* [What to work on]:
From first line to last, the records below are to be duplicated exactly.

Stored data entries
--- START ---

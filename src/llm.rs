//! The chat-completion boundary.
//!
//! The rest of the crate depends only on the [`ChatClient`] capability:
//! send a model identifier and an ordered list of role/content messages, get
//! response text back. [`OpenAiClient`] implements it against any
//! OpenAI-compatible `/v1/chat/completions` endpoint.

use crate::error::{Error, Result};
use async_trait::async_trait;
use reqwest::Client as ReqwestClient;
use serde::{Deserialize, Serialize};

/// Default chat completion endpoint.
pub const DEFAULT_API_URL: &str = "https://api.openai.com/v1/chat/completions";

/// Message role accepted by the completion API.
#[derive(Debug, Clone, Copy, PartialEq, Eq, Serialize)]
#[serde(rename_all = "lowercase")]
pub enum Role {
    /// Task-framing instructions
    System,
    /// The request content itself
    User,
}

/// One message in a chat completion request.
#[derive(Debug, Clone, PartialEq, Eq, Serialize)]
pub struct ChatMessage {
    /// Sender role
    pub role: Role,
    /// Message text
    pub content: String,
}

impl ChatMessage {
    /// Creates a system message.
    #[must_use]
    pub fn system(content: impl Into<String>) -> Self {
        Self {
            role: Role::System,
            content: content.into(),
        }
    }

    /// Creates a user message.
    #[must_use]
    pub fn user(content: impl Into<String>) -> Self {
        Self {
            role: Role::User,
            content: content.into(),
        }
    }
}

/// Capability to create one chat completion.
///
/// Call sites receive this as an explicitly passed dependency, so they can
/// be exercised in tests without network access.
#[async_trait]
pub trait ChatClient: Send + Sync {
    /// Sends one completion request and returns the raw response text.
    async fn complete(&self, model: &str, messages: &[ChatMessage]) -> Result<String>;
}

#[derive(Serialize)]
struct ChatRequest<'a> {
    model: &'a str,
    messages: &'a [ChatMessage],
}

#[derive(Deserialize)]
struct ChatResponse {
    choices: Vec<ChatChoice>,
}

#[derive(Deserialize)]
struct ChatChoice {
    message: ChoiceMessage,
}

#[derive(Deserialize)]
struct ChoiceMessage {
    content: String,
}

/// Client for an OpenAI-compatible chat completion API.
#[derive(Debug, Clone)]
pub struct OpenAiClient {
    client: ReqwestClient,
    api_url: String,
    api_key: String,
}

impl OpenAiClient {
    /// Creates a new client for the given endpoint and bearer token.
    ///
    /// # Errors
    ///
    /// Returns an error if the underlying HTTP client cannot be built.
    pub fn new(api_url: impl Into<String>, api_key: impl Into<String>) -> Result<Self> {
        let client = ReqwestClient::builder()
            .build()
            .map_err(Error::HttpClientBuild)?;

        Ok(Self {
            client,
            api_url: api_url.into(),
            api_key: api_key.into(),
        })
    }
}

#[async_trait]
impl ChatClient for OpenAiClient {
    async fn complete(&self, model: &str, messages: &[ChatMessage]) -> Result<String> {
        let request_body = ChatRequest { model, messages };

        let response = self
            .client
            .post(&self.api_url)
            .bearer_auth(&self.api_key)
            .json(&request_body)
            .send()
            .await
            .map_err(Error::LlmRequest)?;

        if !response.status().is_success() {
            let error_text = response.text().await.unwrap_or_default();
            return Err(Error::LlmApi(error_text));
        }

        let parsed: ChatResponse = response.json().await.map_err(Error::LlmResponse)?;

        parsed
            .choices
            .into_iter()
            .next()
            .map(|choice| choice.message.content)
            .ok_or(Error::LlmEmpty)
    }
}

--- END ---

* [Reply]:
filename src/llm.rs
//! The chat-completion boundary.
//!
//! The rest of the crate depends only on the [`ChatClient`] capability:
//! send a model identifier and an ordered list of role/content messages, get
//! response text back. [`OpenAiClient`] implements it against any
//! OpenAI-compatible `/v1/chat/completions` endpoint.

use crate::error::{Error, Result};
use async_trait::async_trait;
use reqwest::Client as ReqwestClient;
use serde::{Deserialize, Serialize};

/// Default chat completion endpoint.
pub const DEFAULT_API_URL: &str = "https://api.openai.com/v1/chat/completions";

/// Message role accepted by the completion API.
#[derive(Debug, Clone, Copy, PartialEq, Eq, Serialize)]
#[serde(rename_all = "lowercase")]
pub enum Role {
    /// Task-framing instructions
    System,
    /// The request content itself
    User,
}

/// One message in a chat completion request.
#[derive(Debug, Clone, PartialEq, Eq, Serialize)]
pub struct ChatMessage {
    /// Sender role
    pub role: Role,
    /// Message text
    pub content: String,
}

impl ChatMessage {
    /// Creates a system message.
    #[must_use]
    pub fn system(content: impl Into<String>) -> Self {
        Self {
            role: Role::System,
            content: content.into(),
        }
    }

    /// Creates a user message.
    #[must_use]
    pub fn user(content: impl Into<String>) -> Self {
        Self {
            role: Role::User,
            content: content.into(),
        }
    }
}

/// Capability to create one chat completion.
///
/// Call sites receive this as an explicitly passed dependency, so they can
/// be exercised in tests without network access.
#[async_trait]
pub trait ChatClient: Send + Sync {
    /// Sends one completion request and returns the raw response text.
    async fn complete(&self, model: &str, messages: &[ChatMessage]) -> Result<String>;
}

#[derive(Serialize)]
struct ChatRequest<'a> {
    model: &'a str,
    messages: &'a [ChatMessage],
}

#[derive(Deserialize)]
struct ChatResponse {
    choices: Vec<ChatChoice>,
}

#[derive(Deserialize)]
struct ChatChoice {
    message: ChoiceMessage,
}

#[derive(Deserialize)]
struct ChoiceMessage {
    content: String,
}

/// Client for an OpenAI-compatible chat completion API.
#[derive(Debug, Clone)]
pub struct OpenAiClient {
    client: ReqwestClient,
    api_url: String,
    api_key: String,
}

impl OpenAiClient {
    /// Creates a new client for the given endpoint and bearer token.
    ///
    /// # Errors
    ///
    /// Returns an error if the underlying HTTP client cannot be built.
    pub fn new(api_url: impl Into<String>, api_key: impl Into<String>) -> Result<Self> {
        let client = ReqwestClient::builder()
            .build()
            .map_err(Error::HttpClientBuild)?;

        Ok(Self {
            client,
            api_url: api_url.into(),
            api_key: api_key.into(),
        })
    }
}

#[async_trait]
impl ChatClient for OpenAiClient {
    async fn complete(&self, model: &str, messages: &[ChatMessage]) -> Result<String> {
        let request_body = ChatRequest { model, messages };

        let response = self
            .client
            .post(&self.api_url)
            .bearer_auth(&self.api_key)
            .json(&request_body)
            .send()
            .await
            .map_err(Error::LlmRequest)?;

        if !response.status().is_success() {
            let error_text = response.text().await.unwrap_or_default();
            return Err(Error::LlmApi(error_text));
        }

        let parsed: ChatResponse = response.json().await.map_err(Error::LlmResponse)?;

        parsed
            .choices
            .into_iter()
            .next()
            .map(|choice| choice.message.content)
            .ok_or(Error::LlmEmpty)
    }
}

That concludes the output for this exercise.